(The problem)
In these records, how many lines contain "TerminalViewport"? Please reply with the number only.

(Records supplied)
_ _ _ _ _

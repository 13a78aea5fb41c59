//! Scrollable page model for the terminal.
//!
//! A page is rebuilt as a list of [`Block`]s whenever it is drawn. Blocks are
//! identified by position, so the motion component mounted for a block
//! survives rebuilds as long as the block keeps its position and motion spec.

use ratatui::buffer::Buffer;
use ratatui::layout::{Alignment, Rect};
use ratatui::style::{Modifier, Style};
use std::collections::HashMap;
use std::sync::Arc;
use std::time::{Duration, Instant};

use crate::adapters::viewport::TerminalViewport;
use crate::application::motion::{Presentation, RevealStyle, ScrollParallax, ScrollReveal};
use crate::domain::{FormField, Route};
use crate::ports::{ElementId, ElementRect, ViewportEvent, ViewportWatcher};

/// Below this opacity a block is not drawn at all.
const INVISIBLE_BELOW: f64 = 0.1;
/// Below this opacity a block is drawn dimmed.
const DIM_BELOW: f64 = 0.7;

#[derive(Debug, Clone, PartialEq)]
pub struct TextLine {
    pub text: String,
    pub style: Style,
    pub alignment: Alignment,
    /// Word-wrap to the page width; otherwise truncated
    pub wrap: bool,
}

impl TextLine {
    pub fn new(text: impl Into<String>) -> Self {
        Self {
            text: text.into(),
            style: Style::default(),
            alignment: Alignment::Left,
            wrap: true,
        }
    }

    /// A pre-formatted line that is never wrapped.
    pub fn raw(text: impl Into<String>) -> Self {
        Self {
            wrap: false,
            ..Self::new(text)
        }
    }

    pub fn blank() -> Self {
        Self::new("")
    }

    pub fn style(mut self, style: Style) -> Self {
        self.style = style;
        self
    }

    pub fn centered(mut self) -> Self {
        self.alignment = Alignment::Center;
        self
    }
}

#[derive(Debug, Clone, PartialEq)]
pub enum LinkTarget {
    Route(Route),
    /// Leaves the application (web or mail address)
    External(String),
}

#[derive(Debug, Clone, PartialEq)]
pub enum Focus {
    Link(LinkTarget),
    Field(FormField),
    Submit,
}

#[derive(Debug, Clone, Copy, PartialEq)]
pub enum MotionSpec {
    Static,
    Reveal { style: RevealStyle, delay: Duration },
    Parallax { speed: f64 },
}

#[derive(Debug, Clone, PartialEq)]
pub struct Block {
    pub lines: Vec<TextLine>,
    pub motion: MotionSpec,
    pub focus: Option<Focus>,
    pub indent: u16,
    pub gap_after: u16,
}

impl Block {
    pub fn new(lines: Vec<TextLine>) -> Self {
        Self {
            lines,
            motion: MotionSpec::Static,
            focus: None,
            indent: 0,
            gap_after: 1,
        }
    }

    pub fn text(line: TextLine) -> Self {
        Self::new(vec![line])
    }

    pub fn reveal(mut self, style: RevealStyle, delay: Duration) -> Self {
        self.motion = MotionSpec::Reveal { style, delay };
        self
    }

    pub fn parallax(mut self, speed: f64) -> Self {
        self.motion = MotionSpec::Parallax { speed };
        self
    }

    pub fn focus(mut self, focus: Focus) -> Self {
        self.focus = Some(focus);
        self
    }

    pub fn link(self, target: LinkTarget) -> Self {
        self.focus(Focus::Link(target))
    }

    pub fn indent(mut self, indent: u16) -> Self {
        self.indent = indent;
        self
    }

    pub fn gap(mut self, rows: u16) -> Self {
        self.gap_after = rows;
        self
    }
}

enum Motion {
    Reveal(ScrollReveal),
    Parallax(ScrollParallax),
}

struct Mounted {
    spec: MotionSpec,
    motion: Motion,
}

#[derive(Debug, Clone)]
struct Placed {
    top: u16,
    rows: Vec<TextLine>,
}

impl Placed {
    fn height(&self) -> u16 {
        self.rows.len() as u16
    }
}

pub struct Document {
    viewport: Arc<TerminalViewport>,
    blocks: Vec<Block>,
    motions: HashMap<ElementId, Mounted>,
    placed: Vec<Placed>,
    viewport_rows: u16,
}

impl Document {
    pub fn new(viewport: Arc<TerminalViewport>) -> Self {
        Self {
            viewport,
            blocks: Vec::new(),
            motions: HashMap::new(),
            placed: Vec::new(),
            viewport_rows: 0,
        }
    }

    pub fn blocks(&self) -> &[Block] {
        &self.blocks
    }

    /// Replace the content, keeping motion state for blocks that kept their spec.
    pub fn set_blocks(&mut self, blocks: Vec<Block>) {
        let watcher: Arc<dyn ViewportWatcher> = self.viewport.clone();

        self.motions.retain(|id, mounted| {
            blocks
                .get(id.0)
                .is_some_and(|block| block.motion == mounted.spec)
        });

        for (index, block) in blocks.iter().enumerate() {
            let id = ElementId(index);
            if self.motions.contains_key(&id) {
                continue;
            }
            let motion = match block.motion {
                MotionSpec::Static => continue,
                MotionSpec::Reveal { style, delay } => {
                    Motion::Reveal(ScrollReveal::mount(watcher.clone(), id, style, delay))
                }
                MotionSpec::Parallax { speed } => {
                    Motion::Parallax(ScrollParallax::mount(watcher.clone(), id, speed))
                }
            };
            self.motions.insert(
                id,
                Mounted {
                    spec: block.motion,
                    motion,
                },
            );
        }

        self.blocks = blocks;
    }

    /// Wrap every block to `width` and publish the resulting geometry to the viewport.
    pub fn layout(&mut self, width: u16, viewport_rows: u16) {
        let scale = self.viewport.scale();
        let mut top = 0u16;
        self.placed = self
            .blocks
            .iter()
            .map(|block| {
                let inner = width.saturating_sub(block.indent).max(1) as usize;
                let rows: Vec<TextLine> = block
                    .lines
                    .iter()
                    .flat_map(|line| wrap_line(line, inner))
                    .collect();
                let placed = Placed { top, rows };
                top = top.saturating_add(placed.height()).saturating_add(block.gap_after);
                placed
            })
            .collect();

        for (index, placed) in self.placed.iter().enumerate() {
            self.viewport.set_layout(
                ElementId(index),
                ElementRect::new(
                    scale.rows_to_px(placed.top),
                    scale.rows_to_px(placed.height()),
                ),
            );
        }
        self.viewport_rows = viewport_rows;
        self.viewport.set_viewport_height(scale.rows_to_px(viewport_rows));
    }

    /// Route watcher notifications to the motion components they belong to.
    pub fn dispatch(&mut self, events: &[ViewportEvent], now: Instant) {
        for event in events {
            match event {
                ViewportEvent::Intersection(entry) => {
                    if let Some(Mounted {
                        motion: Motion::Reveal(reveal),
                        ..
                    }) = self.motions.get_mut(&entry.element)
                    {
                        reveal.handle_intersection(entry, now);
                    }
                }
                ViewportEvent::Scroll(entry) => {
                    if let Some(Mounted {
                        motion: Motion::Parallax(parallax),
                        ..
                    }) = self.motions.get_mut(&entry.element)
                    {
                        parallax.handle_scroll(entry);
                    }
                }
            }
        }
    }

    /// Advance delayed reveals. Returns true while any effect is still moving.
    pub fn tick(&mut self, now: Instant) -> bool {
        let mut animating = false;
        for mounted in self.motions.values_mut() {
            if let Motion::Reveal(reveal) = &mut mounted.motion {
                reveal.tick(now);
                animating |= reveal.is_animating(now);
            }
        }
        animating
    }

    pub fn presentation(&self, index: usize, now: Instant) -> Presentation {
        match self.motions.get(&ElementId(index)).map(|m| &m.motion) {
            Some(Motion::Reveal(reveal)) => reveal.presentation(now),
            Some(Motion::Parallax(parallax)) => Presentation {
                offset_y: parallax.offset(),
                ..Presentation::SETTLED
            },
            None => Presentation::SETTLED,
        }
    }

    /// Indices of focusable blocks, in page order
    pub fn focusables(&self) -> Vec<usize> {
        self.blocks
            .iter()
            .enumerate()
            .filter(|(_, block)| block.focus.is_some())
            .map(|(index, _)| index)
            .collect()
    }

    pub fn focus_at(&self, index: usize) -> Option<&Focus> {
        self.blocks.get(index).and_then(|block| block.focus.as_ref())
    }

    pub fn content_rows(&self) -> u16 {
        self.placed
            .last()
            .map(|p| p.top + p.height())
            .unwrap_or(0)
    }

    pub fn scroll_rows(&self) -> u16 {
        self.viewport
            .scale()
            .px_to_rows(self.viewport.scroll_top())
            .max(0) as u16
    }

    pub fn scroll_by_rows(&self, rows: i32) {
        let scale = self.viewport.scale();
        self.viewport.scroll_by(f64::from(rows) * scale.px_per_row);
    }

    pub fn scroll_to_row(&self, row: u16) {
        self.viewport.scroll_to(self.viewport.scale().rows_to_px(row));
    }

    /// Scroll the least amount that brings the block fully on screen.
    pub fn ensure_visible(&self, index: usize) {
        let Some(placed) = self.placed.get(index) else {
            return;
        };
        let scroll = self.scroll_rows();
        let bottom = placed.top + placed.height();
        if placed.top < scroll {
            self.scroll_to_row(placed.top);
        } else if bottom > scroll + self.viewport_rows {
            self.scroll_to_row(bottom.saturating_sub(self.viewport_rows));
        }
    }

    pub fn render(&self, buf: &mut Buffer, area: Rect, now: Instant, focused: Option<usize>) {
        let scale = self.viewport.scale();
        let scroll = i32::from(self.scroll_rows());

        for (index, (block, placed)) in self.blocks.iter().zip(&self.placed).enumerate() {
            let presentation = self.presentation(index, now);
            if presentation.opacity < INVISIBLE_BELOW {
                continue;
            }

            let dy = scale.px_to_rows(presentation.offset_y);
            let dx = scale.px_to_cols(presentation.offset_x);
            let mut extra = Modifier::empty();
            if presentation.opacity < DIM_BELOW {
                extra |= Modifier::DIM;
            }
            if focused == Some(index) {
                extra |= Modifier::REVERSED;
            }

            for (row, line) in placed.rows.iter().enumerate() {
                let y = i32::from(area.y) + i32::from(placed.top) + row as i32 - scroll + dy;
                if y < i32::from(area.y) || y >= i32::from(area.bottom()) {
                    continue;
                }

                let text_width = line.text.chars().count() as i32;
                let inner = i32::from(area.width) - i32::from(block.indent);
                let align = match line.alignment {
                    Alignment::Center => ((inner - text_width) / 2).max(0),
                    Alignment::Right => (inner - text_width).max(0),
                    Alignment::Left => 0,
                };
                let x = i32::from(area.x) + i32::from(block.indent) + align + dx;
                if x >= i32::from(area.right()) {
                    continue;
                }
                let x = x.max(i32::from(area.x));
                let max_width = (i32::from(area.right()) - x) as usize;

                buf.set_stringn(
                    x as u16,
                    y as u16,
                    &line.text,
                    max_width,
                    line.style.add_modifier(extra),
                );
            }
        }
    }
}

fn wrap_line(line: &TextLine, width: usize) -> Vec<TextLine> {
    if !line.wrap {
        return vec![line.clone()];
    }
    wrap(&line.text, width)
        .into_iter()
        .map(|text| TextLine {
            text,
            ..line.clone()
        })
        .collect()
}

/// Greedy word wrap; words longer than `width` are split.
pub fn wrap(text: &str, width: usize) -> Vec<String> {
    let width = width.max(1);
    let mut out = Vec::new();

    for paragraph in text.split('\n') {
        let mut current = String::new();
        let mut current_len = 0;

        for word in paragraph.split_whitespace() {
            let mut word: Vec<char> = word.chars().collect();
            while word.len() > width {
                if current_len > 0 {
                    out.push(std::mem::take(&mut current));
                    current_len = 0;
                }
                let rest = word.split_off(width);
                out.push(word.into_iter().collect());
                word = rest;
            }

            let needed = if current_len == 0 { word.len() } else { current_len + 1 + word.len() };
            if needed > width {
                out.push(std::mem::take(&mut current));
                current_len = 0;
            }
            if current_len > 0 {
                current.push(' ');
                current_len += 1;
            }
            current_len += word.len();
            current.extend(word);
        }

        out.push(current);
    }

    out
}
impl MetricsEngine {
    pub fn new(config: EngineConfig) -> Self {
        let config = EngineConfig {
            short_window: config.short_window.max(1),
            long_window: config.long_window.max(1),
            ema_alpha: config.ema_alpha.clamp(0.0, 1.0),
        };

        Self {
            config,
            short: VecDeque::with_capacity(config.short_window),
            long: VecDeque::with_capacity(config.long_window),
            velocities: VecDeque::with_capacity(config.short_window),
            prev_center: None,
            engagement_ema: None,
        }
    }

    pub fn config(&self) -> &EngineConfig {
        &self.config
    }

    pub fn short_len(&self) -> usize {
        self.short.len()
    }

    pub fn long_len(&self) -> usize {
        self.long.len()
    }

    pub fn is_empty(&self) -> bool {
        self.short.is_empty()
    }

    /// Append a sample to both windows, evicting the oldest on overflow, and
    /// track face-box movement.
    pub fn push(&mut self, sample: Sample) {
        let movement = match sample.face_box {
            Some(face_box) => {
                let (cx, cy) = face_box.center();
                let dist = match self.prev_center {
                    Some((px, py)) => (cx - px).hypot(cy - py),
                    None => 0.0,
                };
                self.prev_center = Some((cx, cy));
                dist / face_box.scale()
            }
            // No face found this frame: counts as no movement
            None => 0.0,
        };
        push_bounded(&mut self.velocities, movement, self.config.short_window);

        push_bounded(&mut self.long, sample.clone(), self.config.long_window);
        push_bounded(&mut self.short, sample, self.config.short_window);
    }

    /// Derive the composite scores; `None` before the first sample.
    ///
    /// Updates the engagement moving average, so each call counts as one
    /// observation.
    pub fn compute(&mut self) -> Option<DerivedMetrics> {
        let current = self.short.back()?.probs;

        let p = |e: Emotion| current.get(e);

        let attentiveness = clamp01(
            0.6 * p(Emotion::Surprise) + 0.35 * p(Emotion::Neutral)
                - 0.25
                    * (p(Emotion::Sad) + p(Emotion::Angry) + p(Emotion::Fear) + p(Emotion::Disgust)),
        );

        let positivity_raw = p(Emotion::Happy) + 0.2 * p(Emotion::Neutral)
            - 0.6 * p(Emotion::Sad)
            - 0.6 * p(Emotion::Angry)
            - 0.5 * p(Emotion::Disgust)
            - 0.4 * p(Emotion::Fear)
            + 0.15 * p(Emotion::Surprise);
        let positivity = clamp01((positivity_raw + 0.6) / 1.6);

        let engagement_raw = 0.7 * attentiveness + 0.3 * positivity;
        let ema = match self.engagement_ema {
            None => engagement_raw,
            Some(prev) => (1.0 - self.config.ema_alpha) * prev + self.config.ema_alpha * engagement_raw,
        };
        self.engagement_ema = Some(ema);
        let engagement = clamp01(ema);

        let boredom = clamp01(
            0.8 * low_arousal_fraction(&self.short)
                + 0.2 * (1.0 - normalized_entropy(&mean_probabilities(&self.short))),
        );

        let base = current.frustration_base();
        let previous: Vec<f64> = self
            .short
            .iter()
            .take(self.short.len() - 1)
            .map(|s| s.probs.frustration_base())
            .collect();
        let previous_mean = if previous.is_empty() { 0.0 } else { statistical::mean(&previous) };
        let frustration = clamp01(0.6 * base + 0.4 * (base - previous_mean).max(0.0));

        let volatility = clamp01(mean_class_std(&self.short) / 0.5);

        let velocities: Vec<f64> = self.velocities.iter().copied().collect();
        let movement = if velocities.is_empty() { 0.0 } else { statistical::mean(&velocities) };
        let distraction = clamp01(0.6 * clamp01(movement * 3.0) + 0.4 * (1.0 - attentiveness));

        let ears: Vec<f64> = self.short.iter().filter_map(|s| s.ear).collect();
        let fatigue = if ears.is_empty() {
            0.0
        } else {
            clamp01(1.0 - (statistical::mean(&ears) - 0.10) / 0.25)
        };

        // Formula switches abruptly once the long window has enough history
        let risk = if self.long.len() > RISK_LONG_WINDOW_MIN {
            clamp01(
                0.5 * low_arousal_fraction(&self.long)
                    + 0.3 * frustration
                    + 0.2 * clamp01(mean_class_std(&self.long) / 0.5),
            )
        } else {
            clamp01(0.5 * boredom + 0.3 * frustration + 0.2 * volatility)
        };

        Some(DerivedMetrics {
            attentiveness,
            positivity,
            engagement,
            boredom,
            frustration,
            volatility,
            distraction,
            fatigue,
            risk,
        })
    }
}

_ _ _ _ _

(Task response)
3